Wednesday, November 22, 2006

Proton beams: out of science fiction, into advertising law

Optivus Technology, Inc. v. Ion Beam Applications S.A., --- F.3d ----, 2006 WL 3314967 (Fed. Cir.)

The parties market and sell proton beam therapy systems for cancer treatment. (There are patent claims in this case, but I ignore them.) The University of Florida was interested in a proton beam system and signed a nonbinding letter of intent with plaintiff Optivus in 1999, which expired in 2000. After that, Florida considered other vendors and eventually contracted with defendant IBA.

Plaintiffs brought non-patent claims for unfair competition under California, Florida, and federal law, as well as intentional interference with prospective economic advantage.

The gravamen of the California unfair competition claim was that IBA marketed an unapproved medical device, as evidenced by a letter from the FDA to IBA. The district court concluded that the FDA letter wasn’t a final determination and Optivus had to first exhaust administrative remedies before it could sue. Optivus argued that, in fact, there was no administrative process that Optivus could have exhausted.

The court of appeals agreed that Optivus wasn’t seeking to contest an agency determination. Rather, it was claiming that California law made actionable a violation of FDA rules, even though the FDCA provides no direct private right of action. Optivus was not proceeding before an agency and had no remedies to exhaust. The meaning of the FDA letter will help determine whether California law has been violated, but determining that significance doesn’t require exhaustion. Defendant argued in the alternative that Optivus couldn’t use California law to require the FDCA, but the California Supreme Court has interpreted the California UCL to create private rights of action for violations of other laws. Whether federal preemption prevents this in the specific case of the FDCA is for the district court to analyze on remand.

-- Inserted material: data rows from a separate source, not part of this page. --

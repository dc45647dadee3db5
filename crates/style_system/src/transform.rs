//! Shorthand expansion over style-props objects.

use serde_json::Value;

use crate::tokens::TokenConfig;
use crate::StyleObject;

#[derive(Debug, Clone, Default)]
/// Expands shorthand props through an immutable [`TokenConfig`].
pub struct PropTransformer {
    config: TokenConfig,
}

impl PropTransformer {
    /// Creates a transformer that owns its registry for its whole lifetime.
    pub fn new(config: TokenConfig) -> Self {
        Self { config }
    }

    /// Registry used for expansion.
    pub fn config(&self) -> &TokenConfig {
        &self.config
    }

    /// Expands every shorthand in `props`.
    ///
    /// Object values (breakpoint maps, selector blocks) keep their key and are expanded
    /// recursively. Any other value is assigned to each target property of its key. Later
    /// assignments overwrite earlier ones.
    pub fn transform(&self, props: &StyleObject) -> StyleObject {
        let mut result = StyleObject::new();
        for (prop, value) in props {
            match value {
                Value::Object(nested) => {
                    result.insert(prop.clone(), Value::Object(self.transform(nested)));
                }
                leaf => {
                    for target in self.config.expand(prop) {
                        result.insert(target.to_string(), leaf.clone());
                    }
                }
            }
        }
        result
    }
}

#[cfg(test)]
mod tests {
    use pretty_assertions::assert_eq;
    use serde_json::json;

    use super::*;
    use crate::tokens::PropConfig;

    fn object(value: Value) -> StyleObject {
        value.as_object().cloned().expect("object fixture")
    }

    #[test]
    fn multi_target_shorthands_assign_every_property() {
        let config = TokenConfig::standard();
        let transformer = PropTransformer::new(config.clone());
        for shorthand in ["gap", "mx", "my", "px", "py", "inset", "boxSize", "roundedTop"] {
            let Some(PropConfig::Properties(targets)) = config.get(shorthand) else {
                panic!("{shorthand} should be multi-target");
            };
            let out = transformer.transform(&object(json!({ shorthand: "4px" })));
            assert_eq!(out.len(), targets.len(), "{shorthand}");
            for target in targets {
                assert_eq!(out[target.as_str()], json!("4px"), "{shorthand} -> {target}");
            }
        }
    }

    #[test]
    fn unregistered_props_are_unchanged() {
        let transformer = PropTransformer::new(TokenConfig::standard());
        let input = object(json!({ "gridTemplateColumns": "repeat(3, 1fr)", "content": "''" }));
        assert_eq!(transformer.transform(&input), input);
    }

    #[test]
    fn nested_objects_keep_their_key_and_expand_inside() {
        let transformer = PropTransformer::new(TokenConfig::standard());
        let out = transformer.transform(&object(json!({
            "bg": "white",
            "&:hover": { "bg": "gray.100", "px": 2 },
            "w": { "base": "100%", "md": "50%" }
        })));

        assert_eq!(
            Value::Object(out),
            json!({
                "background": "white",
                "&:hover": {
                    "background": "gray.100",
                    "paddingLeft": 2,
                    "paddingRight": 2
                },
                "w": { "base": "100%", "md": "50%" }
            })
        );
    }

    #[test]
    fn later_keys_win_on_collision() {
        let transformer = PropTransformer::new(TokenConfig::standard());
        let out = transformer.transform(&object(json!({ "px": 4, "paddingLeft": 1 })));
        assert_eq!(out["paddingLeft"], json!(1));
        assert_eq!(out["paddingRight"], json!(4));
        assert_eq!(
            out.keys().collect::<Vec<_>>(),
            vec!["paddingLeft", "paddingRight"]
        );
    }
}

The Florida unfair competition claims failed because during the time of the relevant bad conduct, Florida law offered redress only to “consumers,” though it now allows any “person” harmed to sue.

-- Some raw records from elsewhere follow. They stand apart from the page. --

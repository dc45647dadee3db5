//! Generated-class injection for style objects.

use std::cell::RefCell;
use std::collections::HashSet;

use leptos::*;
use style_system::{StyleObject, StyledClass};

use crate::theme::use_theme;

#[derive(Debug, Default)]
/// Classes already emitted into the document, in insertion order.
pub struct StyleRegistry {
    seen: HashSet<String>,
    rules: Vec<String>,
}

impl StyleRegistry {
    /// Records a generated class. Returns `false` when it was already registered.
    pub fn register(&mut self, styled: &StyledClass) -> bool {
        if !self.seen.insert(styled.class_name.clone()) {
            return false;
        }
        self.rules.push(styled.css.clone());
        true
    }

    /// Whether `class_name` has been registered.
    pub fn contains(&self, class_name: &str) -> bool {
        self.seen.contains(class_name)
    }

    /// Number of registered classes.
    pub fn len(&self) -> usize {
        self.rules.len()
    }

    /// Whether nothing has been registered.
    pub fn is_empty(&self) -> bool {
        self.rules.is_empty()
    }

    /// Concatenated CSS of every registered class.
    pub fn stylesheet(&self) -> String {
        self.rules.concat()
    }
}

thread_local! {
    static REGISTRY: RefCell<StyleRegistry> = RefCell::new(StyleRegistry::default());
}

/// Emits `styled` into the document head once per class name.
pub fn inject_style(styled: &StyledClass) {
    let inserted = REGISTRY.with(|registry| registry.borrow_mut().register(styled));
    if inserted {
        append_style_element(styled);
    }
}

/// CSS of every class injected on this thread.
pub fn collected_styles() -> String {
    REGISTRY.with(|registry| registry.borrow().stylesheet())
}

#[cfg(target_arch = "wasm32")]
fn append_style_element(styled: &StyledClass) {
    let Some(document) = web_sys::window().and_then(|window| window.document()) else {
        return;
    };
    let Some(head) = document.head() else {
        return;
    };
    let Ok(element) = document.create_element("style") else {
        return;
    };
    let _ = element.set_attribute("data-ui-style", &styled.class_name);
    element.set_text_content(Some(&styled.css));
    if let Err(err) = head.append_child(&element) {
        logging::warn!("style injection failed: {err:?}");
    }
}

#[cfg(not(target_arch = "wasm32"))]
fn append_style_element(_: &StyledClass) {}

/// Reactive class name for a style object resolved through the current theme.
///
/// The CSS is injected the first time each distinct class is produced.
pub fn use_style_class(style: impl Fn() -> StyleObject + 'static) -> Signal<String> {
    let engine = use_theme().engine;
    Signal::derive(move || {
        let props = style();
        let styled = engine.with_value(|engine| engine.css(&props));
        inject_style(&styled);
        styled.class_name
    })
}

/// Joins a component's base class with its generated class.
pub(crate) fn class_list(base: &str, generated: &str) -> String {
    if generated.is_empty() {
        base.to_string()
    } else {
        format!("{base} {generated}")
    }
}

Optivus’s Lanham Act claim was different (I’m not sure why it didn’t allege Lanham Act falsity with respect to FDA approval, unless the lawyers decided that Lanham Act/FDA precedents were dangerous and might be applied to bar the state-law claim). Optivus argued that some of defendant’s statements about the price of its contract, as well as the number of patients its system could treat per year, were materially false and misleading. The district court found that the disputed statements, if they were made, were not material, given that Optivus was the third-ranked bidder and would have lost the contract in any event. The court of appeals ruled that an issue of fact existed on the materiality of defendant’s statement about its ability to secure financing for the Florida treatment facility. Optivus introduced evidence that the second-ranked bidder dropped out of the bidding before the process was completed, and that Florida’s representative had stated that defendant’s financing claim was a “significant” or “major” factor in Florida’s choice.

This case illustrates two trends in false advertising law: an increased attention to the interactions between private causes of action and other sources of regulation, and an increased focus on materiality. Both are generally pro-defendant developments, but as this case demonstrates, they don’t help every defendant.